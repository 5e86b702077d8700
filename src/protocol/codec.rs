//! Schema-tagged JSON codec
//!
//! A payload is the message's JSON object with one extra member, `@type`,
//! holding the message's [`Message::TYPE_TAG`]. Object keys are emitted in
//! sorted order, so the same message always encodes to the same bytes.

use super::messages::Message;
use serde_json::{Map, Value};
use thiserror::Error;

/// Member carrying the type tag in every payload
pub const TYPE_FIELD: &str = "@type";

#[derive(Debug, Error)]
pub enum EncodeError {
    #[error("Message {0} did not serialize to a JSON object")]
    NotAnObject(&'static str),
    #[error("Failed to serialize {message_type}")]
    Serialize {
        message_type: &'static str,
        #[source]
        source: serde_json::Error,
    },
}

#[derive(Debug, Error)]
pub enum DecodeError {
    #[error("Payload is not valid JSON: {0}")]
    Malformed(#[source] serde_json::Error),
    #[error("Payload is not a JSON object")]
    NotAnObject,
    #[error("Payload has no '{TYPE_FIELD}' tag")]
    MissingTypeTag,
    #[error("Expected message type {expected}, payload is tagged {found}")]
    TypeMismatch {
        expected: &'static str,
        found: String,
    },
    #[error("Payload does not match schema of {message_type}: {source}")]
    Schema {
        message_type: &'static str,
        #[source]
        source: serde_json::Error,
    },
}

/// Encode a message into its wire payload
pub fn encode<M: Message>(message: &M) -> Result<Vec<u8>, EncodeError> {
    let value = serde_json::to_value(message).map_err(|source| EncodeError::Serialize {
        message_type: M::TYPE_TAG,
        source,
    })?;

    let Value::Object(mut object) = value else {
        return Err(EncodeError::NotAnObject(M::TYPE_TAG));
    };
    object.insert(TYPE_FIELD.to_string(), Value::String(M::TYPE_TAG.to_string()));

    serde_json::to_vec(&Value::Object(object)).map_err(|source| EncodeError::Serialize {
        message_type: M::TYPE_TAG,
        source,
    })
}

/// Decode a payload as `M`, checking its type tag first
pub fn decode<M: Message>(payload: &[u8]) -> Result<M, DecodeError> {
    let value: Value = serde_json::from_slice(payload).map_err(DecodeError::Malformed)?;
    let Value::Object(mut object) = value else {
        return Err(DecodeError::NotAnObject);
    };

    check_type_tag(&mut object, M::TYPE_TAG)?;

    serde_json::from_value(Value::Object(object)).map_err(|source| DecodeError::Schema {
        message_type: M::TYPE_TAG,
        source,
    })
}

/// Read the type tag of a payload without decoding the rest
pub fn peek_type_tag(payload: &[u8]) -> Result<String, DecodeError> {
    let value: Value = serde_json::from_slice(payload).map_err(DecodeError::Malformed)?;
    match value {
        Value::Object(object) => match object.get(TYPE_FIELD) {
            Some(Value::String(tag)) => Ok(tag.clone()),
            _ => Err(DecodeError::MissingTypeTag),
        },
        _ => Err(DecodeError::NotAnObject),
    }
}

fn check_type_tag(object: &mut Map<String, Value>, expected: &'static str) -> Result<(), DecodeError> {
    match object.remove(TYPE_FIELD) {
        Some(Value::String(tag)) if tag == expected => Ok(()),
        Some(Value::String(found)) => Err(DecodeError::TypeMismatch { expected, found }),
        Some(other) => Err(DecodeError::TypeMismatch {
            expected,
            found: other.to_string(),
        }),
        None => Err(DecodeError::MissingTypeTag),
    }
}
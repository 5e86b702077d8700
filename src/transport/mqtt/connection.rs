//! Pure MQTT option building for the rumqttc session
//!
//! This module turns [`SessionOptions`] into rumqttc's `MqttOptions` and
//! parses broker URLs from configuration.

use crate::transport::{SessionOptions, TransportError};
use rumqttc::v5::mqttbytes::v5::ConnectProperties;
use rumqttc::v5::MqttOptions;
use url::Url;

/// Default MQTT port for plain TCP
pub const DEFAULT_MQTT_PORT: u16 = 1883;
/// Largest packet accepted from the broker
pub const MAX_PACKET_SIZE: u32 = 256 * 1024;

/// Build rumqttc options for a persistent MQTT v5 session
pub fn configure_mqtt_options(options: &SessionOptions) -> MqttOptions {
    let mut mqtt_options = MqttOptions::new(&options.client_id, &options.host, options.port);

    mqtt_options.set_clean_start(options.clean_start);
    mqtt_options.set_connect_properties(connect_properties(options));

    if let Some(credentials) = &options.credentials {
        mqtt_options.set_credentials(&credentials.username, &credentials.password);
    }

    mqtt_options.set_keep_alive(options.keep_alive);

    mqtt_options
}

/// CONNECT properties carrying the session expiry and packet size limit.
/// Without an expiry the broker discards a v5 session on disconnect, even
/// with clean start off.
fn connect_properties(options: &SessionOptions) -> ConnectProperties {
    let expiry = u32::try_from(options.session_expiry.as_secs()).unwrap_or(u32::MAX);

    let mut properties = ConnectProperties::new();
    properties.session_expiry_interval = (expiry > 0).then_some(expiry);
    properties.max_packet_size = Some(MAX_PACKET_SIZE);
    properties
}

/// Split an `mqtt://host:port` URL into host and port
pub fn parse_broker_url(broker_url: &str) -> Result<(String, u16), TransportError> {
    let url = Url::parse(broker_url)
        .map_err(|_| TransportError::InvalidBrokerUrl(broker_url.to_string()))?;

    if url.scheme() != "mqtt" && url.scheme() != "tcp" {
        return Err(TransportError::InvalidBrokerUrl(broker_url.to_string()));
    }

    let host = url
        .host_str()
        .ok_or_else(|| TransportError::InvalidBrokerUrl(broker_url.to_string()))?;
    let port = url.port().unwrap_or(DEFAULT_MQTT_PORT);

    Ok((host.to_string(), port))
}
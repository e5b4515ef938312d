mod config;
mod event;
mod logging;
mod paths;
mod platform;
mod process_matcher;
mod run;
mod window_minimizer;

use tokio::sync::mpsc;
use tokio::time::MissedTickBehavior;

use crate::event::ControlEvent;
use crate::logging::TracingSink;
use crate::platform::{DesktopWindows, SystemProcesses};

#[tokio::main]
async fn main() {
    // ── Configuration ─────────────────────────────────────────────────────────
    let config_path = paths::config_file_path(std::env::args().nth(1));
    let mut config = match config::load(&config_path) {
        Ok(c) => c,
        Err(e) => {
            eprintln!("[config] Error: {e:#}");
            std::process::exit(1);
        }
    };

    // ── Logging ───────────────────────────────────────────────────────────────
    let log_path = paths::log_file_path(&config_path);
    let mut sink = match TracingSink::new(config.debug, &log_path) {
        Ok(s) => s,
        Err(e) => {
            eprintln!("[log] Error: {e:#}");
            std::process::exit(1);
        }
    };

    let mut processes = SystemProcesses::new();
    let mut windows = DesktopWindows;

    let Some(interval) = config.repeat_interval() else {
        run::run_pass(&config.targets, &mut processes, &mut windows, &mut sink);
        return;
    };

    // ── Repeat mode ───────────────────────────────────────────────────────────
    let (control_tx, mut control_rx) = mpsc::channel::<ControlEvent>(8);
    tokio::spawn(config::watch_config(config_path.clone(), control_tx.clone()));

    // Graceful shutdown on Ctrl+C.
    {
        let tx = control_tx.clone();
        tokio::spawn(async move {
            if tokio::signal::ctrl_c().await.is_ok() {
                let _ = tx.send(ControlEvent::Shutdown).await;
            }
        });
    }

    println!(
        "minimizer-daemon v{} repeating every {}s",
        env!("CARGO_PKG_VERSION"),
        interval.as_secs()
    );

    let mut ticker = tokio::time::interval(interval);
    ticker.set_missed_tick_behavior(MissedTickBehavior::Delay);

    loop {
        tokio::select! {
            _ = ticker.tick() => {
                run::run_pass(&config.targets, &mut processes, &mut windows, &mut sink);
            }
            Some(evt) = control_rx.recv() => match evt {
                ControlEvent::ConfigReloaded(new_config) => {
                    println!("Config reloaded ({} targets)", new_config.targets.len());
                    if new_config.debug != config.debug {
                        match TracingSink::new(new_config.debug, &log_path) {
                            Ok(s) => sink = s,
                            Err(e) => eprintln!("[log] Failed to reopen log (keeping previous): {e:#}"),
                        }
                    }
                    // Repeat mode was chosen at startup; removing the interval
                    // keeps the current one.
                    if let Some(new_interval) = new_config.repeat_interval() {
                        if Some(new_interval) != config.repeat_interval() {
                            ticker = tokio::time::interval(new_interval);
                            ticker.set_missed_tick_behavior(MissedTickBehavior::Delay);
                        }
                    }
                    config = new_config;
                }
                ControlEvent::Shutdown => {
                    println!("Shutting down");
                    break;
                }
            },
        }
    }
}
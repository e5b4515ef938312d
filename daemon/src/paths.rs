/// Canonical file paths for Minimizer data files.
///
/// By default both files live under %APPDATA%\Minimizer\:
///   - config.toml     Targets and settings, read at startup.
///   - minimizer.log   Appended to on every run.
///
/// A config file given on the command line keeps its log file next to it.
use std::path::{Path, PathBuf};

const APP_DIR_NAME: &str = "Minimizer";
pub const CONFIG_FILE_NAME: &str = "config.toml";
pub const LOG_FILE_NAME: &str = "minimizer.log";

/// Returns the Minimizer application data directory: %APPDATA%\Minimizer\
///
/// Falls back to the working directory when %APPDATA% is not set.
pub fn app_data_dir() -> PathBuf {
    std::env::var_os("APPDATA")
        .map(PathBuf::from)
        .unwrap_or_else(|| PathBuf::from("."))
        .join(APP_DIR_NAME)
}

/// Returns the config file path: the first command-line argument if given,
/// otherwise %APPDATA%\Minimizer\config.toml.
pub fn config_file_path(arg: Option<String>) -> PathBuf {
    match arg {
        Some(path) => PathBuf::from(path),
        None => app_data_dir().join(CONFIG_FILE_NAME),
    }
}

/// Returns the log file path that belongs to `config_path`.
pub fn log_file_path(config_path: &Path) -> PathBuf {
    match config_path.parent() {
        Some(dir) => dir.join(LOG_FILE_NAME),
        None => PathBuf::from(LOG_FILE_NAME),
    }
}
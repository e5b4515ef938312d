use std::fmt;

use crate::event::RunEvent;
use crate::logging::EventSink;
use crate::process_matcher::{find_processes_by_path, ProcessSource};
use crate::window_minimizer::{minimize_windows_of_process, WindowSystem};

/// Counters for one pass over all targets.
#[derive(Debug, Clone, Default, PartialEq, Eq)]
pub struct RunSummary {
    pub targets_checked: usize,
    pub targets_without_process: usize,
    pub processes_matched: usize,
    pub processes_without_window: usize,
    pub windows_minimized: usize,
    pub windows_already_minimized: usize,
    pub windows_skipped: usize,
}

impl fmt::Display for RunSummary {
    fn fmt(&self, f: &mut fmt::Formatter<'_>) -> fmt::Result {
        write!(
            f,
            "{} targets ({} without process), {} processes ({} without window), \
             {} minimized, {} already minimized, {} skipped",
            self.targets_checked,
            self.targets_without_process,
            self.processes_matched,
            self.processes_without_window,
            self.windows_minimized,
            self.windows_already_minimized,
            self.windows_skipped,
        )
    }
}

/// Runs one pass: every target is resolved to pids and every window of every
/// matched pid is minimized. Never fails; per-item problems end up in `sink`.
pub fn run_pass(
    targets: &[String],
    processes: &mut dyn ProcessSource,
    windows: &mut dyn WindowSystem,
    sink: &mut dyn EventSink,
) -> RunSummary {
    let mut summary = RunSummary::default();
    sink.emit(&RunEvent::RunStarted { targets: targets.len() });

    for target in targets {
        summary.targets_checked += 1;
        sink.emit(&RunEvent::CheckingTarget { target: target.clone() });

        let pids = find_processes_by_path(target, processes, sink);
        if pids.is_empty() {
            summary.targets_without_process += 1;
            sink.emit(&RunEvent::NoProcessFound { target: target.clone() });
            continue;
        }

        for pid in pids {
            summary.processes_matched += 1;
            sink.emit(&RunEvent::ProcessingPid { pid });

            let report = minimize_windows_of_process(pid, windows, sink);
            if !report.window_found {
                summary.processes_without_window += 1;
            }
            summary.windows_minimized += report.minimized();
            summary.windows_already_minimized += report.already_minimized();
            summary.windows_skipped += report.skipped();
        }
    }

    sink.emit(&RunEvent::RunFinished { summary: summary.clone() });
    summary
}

* **Exercise directions**: Beginning with the very first line of the material above, give each line again exactly, ending with the line that contains "its wire payload".

* **Solution to this task**:
repository 5e86b702077d8700
filename src/protocol/codec.rs
//! Schema-tagged JSON codec
//!
//! A payload is the message's JSON object with one extra member, `@type`,
//! holding the message's [`Message::TYPE_TAG`]. Object keys are emitted in
//! sorted order, so the same message always encodes to the same bytes.

use super::messages::Message;
use serde_json::{Map, Value};
use thiserror::Error;

/// Member carrying the type tag in every payload
pub const TYPE_FIELD: &str = "@type";

#[derive(Debug, Error)]
pub enum EncodeError {
    #[error("Message {0} did not serialize to a JSON object")]
    NotAnObject(&'static str),
    #[error("Failed to serialize {message_type}")]
    Serialize {
        message_type: &'static str,
        #[source]
        source: serde_json::Error,
    },
}

#[derive(Debug, Error)]
pub enum DecodeError {
    #[error("Payload is not valid JSON: {0}")]
    Malformed(#[source] serde_json::Error),
    #[error("Payload is not a JSON object")]
    NotAnObject,
    #[error("Payload has no '{TYPE_FIELD}' tag")]
    MissingTypeTag,
    #[error("Expected message type {expected}, payload is tagged {found}")]
    TypeMismatch {
        expected: &'static str,
        found: String,
    },
    #[error("Payload does not match schema of {message_type}: {source}")]
    Schema {
        message_type: &'static str,
        #[source]
        source: serde_json::Error,
    },
}

/// Encode a message into its wire payload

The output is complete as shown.